Despite concerns about many missing shul and shofar this Rosh Hashana, outdoor shofar events filled that need and exceeded all expectations.
By Menachem Posner for Chabad.org
When the Montreal synagogue that Jennifer Sailofsky and Brian Gutenplan usually attend with their children abruptly canceled Rosh Hashanah services just hours before the onset of the holiday, they knew that come what may, they would hear shofar.
And hear shofar they did, along with their children and parents, and hundreds of others in a park near their home in the heavily-Jewish suburb of Dollard-des-Ormeaux.
“It was absolutely perfect,” gushed Sailofsky, “it brought a sense of normal and tradition in such odd times!”
They were among the 800 people who heard shofar from Rabbi Leibel Fine, who, together with his family, trekked 16 kilometers shofar-in-hand to five parks and numerous private homes on Rosh Hashanah afternoon.

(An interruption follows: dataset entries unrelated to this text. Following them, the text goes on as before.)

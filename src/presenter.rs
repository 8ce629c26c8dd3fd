use crate::models::FoodEntry;
use chrono::{DateTime, Local, NaiveDate, TimeZone};

pub const TODAY_STRIP_MAX: usize = 3;

pub const TODAY_LABEL: &str = "Today";
pub const YESTERDAY_LABEL: &str = "Yesterday";
pub const UNKNOWN_DATE_LABEL: &str = "Unknown date";

#[derive(Debug, Clone, PartialEq, Eq)]
pub struct DateGroup<'a> {
    pub label: String,
    pub entries: Vec<&'a FoodEntry>,
}

pub fn today_slice(log: &[FoodEntry], max: usize) -> Vec<&FoodEntry> {
    today_slice_at(&Local::now(), log, max)
}

pub fn today_slice_at<'a, Tz: TimeZone>(
    now: &DateTime<Tz>,
    log: &'a [FoodEntry],
    max: usize,
) -> Vec<&'a FoodEntry> {
    let today = now.date_naive();
    let zone = now.timezone();
    log.iter()
        .filter(|entry| local_date(entry.timestamp, &zone) == Some(today))
        .take(max)
        .collect()
}

pub fn group_by_display_date(log: &[FoodEntry]) -> Vec<DateGroup<'_>> {
    group_by_display_date_at(&Local::now(), log)
}

/// Buckets appear in the order their label is first seen while scanning `log`.
pub fn group_by_display_date_at<'a, Tz: TimeZone>(
    now: &DateTime<Tz>,
    log: &'a [FoodEntry],
) -> Vec<DateGroup<'a>> {
    let today = now.date_naive();
    let zone = now.timezone();
    let mut groups: Vec<DateGroup<'a>> = Vec::new();

    for entry in log {
        let label = display_label(today, local_date(entry.timestamp, &zone));
        match groups.iter_mut().find(|group| group.label == label) {
            Some(group) => group.entries.push(entry),
            None => groups.push(DateGroup {
                label,
                entries: vec![entry],
            }),
        }
    }

    groups
}

pub fn format_clock_time(timestamp: i64) -> String {
    format_clock_time_in(timestamp, &Local)
}

/// `9:05 AM` style, no seconds.
pub fn format_clock_time_in<Tz: TimeZone>(timestamp: i64, zone: &Tz) -> String {
    match zone.timestamp_millis_opt(timestamp).single() {
        Some(at) => at.naive_local().format("%-I:%M %p").to_string(),
        None => "--:--".to_string(),
    }
}

fn local_date<Tz: TimeZone>(timestamp: i64, zone: &Tz) -> Option<NaiveDate> {
    zone.timestamp_millis_opt(timestamp)
        .single()
        .map(|at| at.date_naive())
}

fn display_label(today: NaiveDate, date: Option<NaiveDate>) -> String {
    let Some(date) = date else {
        return UNKNOWN_DATE_LABEL.to_string();
    };
    if date == today {
        TODAY_LABEL.to_string()
    } else if today.pred_opt() == Some(date) {
        YESTERDAY_LABEL.to_string()
    } else {
        date.format("%b %-d").to_string()
    }
}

According to Fine, more than 10,000 people heard shofar at more than 102 public shofar services scattered around the Island of Montreal, as well as at hundreds of home visits or impromptu blowings in parking lots or on street corners.

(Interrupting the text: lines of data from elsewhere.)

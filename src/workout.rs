use crate::storage::{Storage, StorageError};
use serde::{Deserialize, Serialize};
use std::fmt;
use std::str::FromStr;
use tracing::warn;

pub const WORKOUT_COMPLETED_KEY: &str = "workoutCompleted";
pub const CELEBRATION_WINDOW_MS: i64 = 10_000;
pub const DEFAULT_POINTS: u32 = 125;

#[derive(Debug, Clone, Copy, PartialEq, Eq, Serialize, Deserialize)]
#[serde(rename_all = "lowercase")]
pub enum WorkoutKind {
    Flexibility,
    Strength,
    Breathing,
}

#[derive(Debug, Clone, Copy, PartialEq, Eq, Serialize)]
pub struct ProgressUpdate {
    pub bar_index: usize,
    pub percent: &'static str,
    pub time_left: &'static str,
}

impl WorkoutKind {
    pub fn title(self) -> &'static str {
        match self {
            WorkoutKind::Flexibility => "Flexibility - Core Power",
            WorkoutKind::Strength => "Strength - Kettlebell Basics",
            WorkoutKind::Breathing => "Breathing - Deep Focus",
        }
    }

    pub fn progress_update(self) -> ProgressUpdate {
        match self {
            WorkoutKind::Flexibility => ProgressUpdate {
                bar_index: 2,
                percent: "34%",
                time_left: "13m left",
            },
            WorkoutKind::Strength => ProgressUpdate {
                bar_index: 5,
                percent: "87%",
                time_left: "5m left",
            },
            WorkoutKind::Breathing => ProgressUpdate {
                bar_index: 1,
                percent: "20%",
                time_left: "32m left",
            },
        }
    }
}

impl fmt::Display for WorkoutKind {
    fn fmt(&self, f: &mut fmt::Formatter<'_>) -> fmt::Result {
        match self {
            WorkoutKind::Flexibility => write!(f, "flexibility"),
            WorkoutKind::Strength => write!(f, "strength"),
            WorkoutKind::Breathing => write!(f, "breathing"),
        }
    }
}

impl FromStr for WorkoutKind {
    type Err = String;

    fn from_str(s: &str) -> Result<Self, Self::Err> {
        match s.trim().to_lowercase().as_str() {
            "flexibility" => Ok(WorkoutKind::Flexibility),
            "strength" => Ok(WorkoutKind::Strength),
            "breathing" => Ok(WorkoutKind::Breathing),
            _ => Err(format!(
                "invalid workout '{s}', expected flexibility, strength or breathing"
            )),
        }
    }
}

#[derive(Debug, Clone, PartialEq, Eq, Serialize, Deserialize)]
pub struct WorkoutCompletion {
    pub workout: WorkoutKind,
    pub timestamp: i64,
    pub points: u32,
    #[serde(default, skip_serializing_if = "Option::is_none")]
    pub feedback: Option<String>,
}

#[derive(Debug, Clone, PartialEq, Eq, Serialize)]
pub struct Celebration {
    pub workout: WorkoutKind,
    pub title: &'static str,
    pub points: u32,
    pub progress: ProgressUpdate,
    pub feedback: Option<String>,
}

/// Records a finished workout, replacing any record not yet consumed.
pub async fn store_completion<S: Storage>(
    storage: &S,
    workout: WorkoutKind,
    points: Option<u32>,
    feedback: Option<String>,
    now_ms: i64,
) -> Result<(), StorageError> {
    let completion = WorkoutCompletion {
        workout,
        timestamp: now_ms,
        points: points.unwrap_or(DEFAULT_POINTS),
        feedback: feedback.filter(|text| !text.trim().is_empty()),
    };
    let payload = serde_json::to_string(&completion).map_err(StorageError::Encode)?;
    storage.set(WORKOUT_COMPLETED_KEY, payload).await
}

/// Consumes the pending record, yielding a celebration only when it is fresh.
pub async fn take_celebration<S: Storage>(storage: &S, now_ms: i64) -> Option<Celebration> {
    let raw = match storage.get(WORKOUT_COMPLETED_KEY).await {
        Ok(Some(raw)) => raw,
        Ok(None) => return None,
        Err(err) => {
            warn!("failed to read workout completion: {err}");
            return None;
        }
    };

    if let Err(err) = storage.remove(WORKOUT_COMPLETED_KEY).await {
        warn!("failed to clear workout completion: {err}");
    }

    let completion: WorkoutCompletion = match serde_json::from_str(&raw) {
        Ok(completion) => completion,
        Err(err) => {
            warn!("discarding undecodable workout completion: {err}");
            return None;
        }
    };

    if now_ms.saturating_sub(completion.timestamp) > CELEBRATION_WINDOW_MS {
        return None;
    }

    Some(Celebration {
        workout: completion.workout,
        title: completion.workout.title(),
        points: completion.points,
        progress: completion.workout.progress_update(),
        feedback: completion.feedback,
    })
}

#[cfg(test)]
mod tests {
    use super::*;
    use crate::storage::MemoryStorage;

    #[test]
    fn unknown_workout_is_rejected() {
        assert_eq!(WorkoutKind::from_str("Strength").unwrap(), WorkoutKind::Strength);
        assert!(WorkoutKind::from_str("yoga").is_err());
        assert!(WorkoutKind::from_str("").is_err());
    }

    #[test]
    fn lookup_tables_cover_every_workout() {
        let strength = WorkoutKind::Strength.progress_update();
        assert_eq!(strength.bar_index, 5);
        assert_eq!(strength.percent, "87%");
        assert_eq!(WorkoutKind::Breathing.title(), "Breathing - Deep Focus");
        assert_eq!(WorkoutKind::Flexibility.progress_update().time_left, "13m left");
    }

    #[tokio::test]
    async fn fresh_completion_celebrates_once() {
        let storage = MemoryStorage::new();
        store_completion(&storage, WorkoutKind::Strength, None, None, 1_000)
            .await
            .unwrap();

        let celebration = take_celebration(&storage, 5_000).await.unwrap();
        assert_eq!(celebration.workout, WorkoutKind::Strength);
        assert_eq!(celebration.points, DEFAULT_POINTS);
        assert_eq!(celebration.title, "Strength - Kettlebell Basics");

        assert!(take_celebration(&storage, 5_001).await.is_none());
    }

    #[tokio::test]
    async fn stale_completion_is_cleared_without_celebrating() {
        let storage = MemoryStorage::new();
        store_completion(
            &storage,
            WorkoutKind::Breathing,
            Some(50),
            Some("calm".to_string()),
            1_000,
        )
        .await
        .unwrap();

        assert!(take_celebration(&storage, 1_000 + CELEBRATION_WINDOW_MS + 1).await.is_none());
        assert_eq!(storage.get(WORKOUT_COMPLETED_KEY).await.unwrap(), None);
    }

    #[tokio::test]
    async fn extreme_timestamps_do_not_overflow() {
        let storage = MemoryStorage::new();
        store_completion(&storage, WorkoutKind::Flexibility, None, None, i64::MIN)
            .await
            .unwrap();
        assert!(take_celebration(&storage, i64::MAX).await.is_none());

        store_completion(&storage, WorkoutKind::Flexibility, None, None, i64::MAX)
            .await
            .unwrap();
        assert!(take_celebration(&storage, i64::MIN).await.is_some());
    }

    #[tokio::test]
    async fn undecodable_completion_is_discarded() {
        let storage = MemoryStorage::new();
        storage
            .set(WORKOUT_COMPLETED_KEY, "{\"workout\":\"yoga\"}".to_string())
            .await
            .unwrap();

        assert!(take_celebration(&storage, 0).await.is_none());
        assert_eq!(storage.get(WORKOUT_COMPLETED_KEY).await.unwrap(), None);
    }
}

The services were listed on a specially built website, shofarmontreal.com, which included blowings organized by Chabad Houses and other congregations, provided that they were safe, open to the public and did not require pre-registration.
On an international scale, thousands of public shofar blowings in cities around the world were listed at www.chabad.org/shofaroutdoors, providing Jews all over the world with an easy way to find a socially-distanced shofar blowing near them. Chabad.org’s global directory was publicized in pre-Rosh Hashanah news reports in media worldwide, ensuring that awareness of the public blowings spread across the Jewish communities on six continents.
Montreal was far from unique. From Johannesburg to Jerusalem, millions of Jews heard shofar outdoors, where they could safely fulfil the mitzvah without subjecting themselves to increased risk of contracting COVID-19.
In Johannesburg, Chabad House circulated a QR code, which took people to an online platform where they could enter their details, requesting either a home visit or information about their closest socially-distanced public shofar service. They also distributed shofars and provided an online shofar-blowing course, so that people could blow shofar for themselves and their families.
Local guidelines allowed synagogues to hold services for no more than 50 attendees and for no longer than two hours.
In the Johannesburg suburb of Savoy, Chabad Rabbi Eitan Ash conducted four consecutive truncated services to allow as many people as possible to attend. But many could not. To serve them, he teamed up with the two other congregations in the area to dispatch 15 teams, who blew shofar for more than 300 residents.
“Due to ill health I was unable to attend Rosh Hashanah services,” attests Savoy resident Gary Soicher, who was home alone with his elderly mother for the holiday. “Rabbi Ash popped by and the two of us were the recipients of his shofar blowing. It was an uplifting and spiritually enriching experience.”
In Chicago, the major campaign was branded as Shofar on the Street, and it featured shofar blowings on 150 street corners, which attracted approximately 4,000 attendees, some of whom gathered on the sidewalk, and others who listened through open windows.
Several weeks before Rosh Hashanah, lawn signs were placed on all corners where shofar would be blown, each one marked with the time when shofar would be sounded there, ensuring that everyone in the heavily Jewish neighborhoods would be aware of a shofar-sounding within a five-minute walk from their home.
Blowing shofar in parks, street corners, in hospitals, prisons, elderly-care facilities, military bases or nearly anywhere else you can think of—is nothing new for anyone influenced by the Rebbe who launched his Shofar Campaign prior to Rosh Hashanah of 1953 (5714). At the time, there was almost no concept of bringing Judaism to the streets or wherever else Jews found themselves. Indeed, it appears the Shofar Campaign was a Chabad pilot program of sorts, a forerunner of the many mitzvah campaigns that would follow in the years to come.
“The campaign was a success beyond our wildest imagination,” says Rabbi Eliyahu Rapoport, who coordinated the effort in Chicago. “The trick will be when that next year, when G‑d willing people are back in the synagogue, the Jewish nation will continue to share the same care and concern to ensure that every Jew hears the shofar.”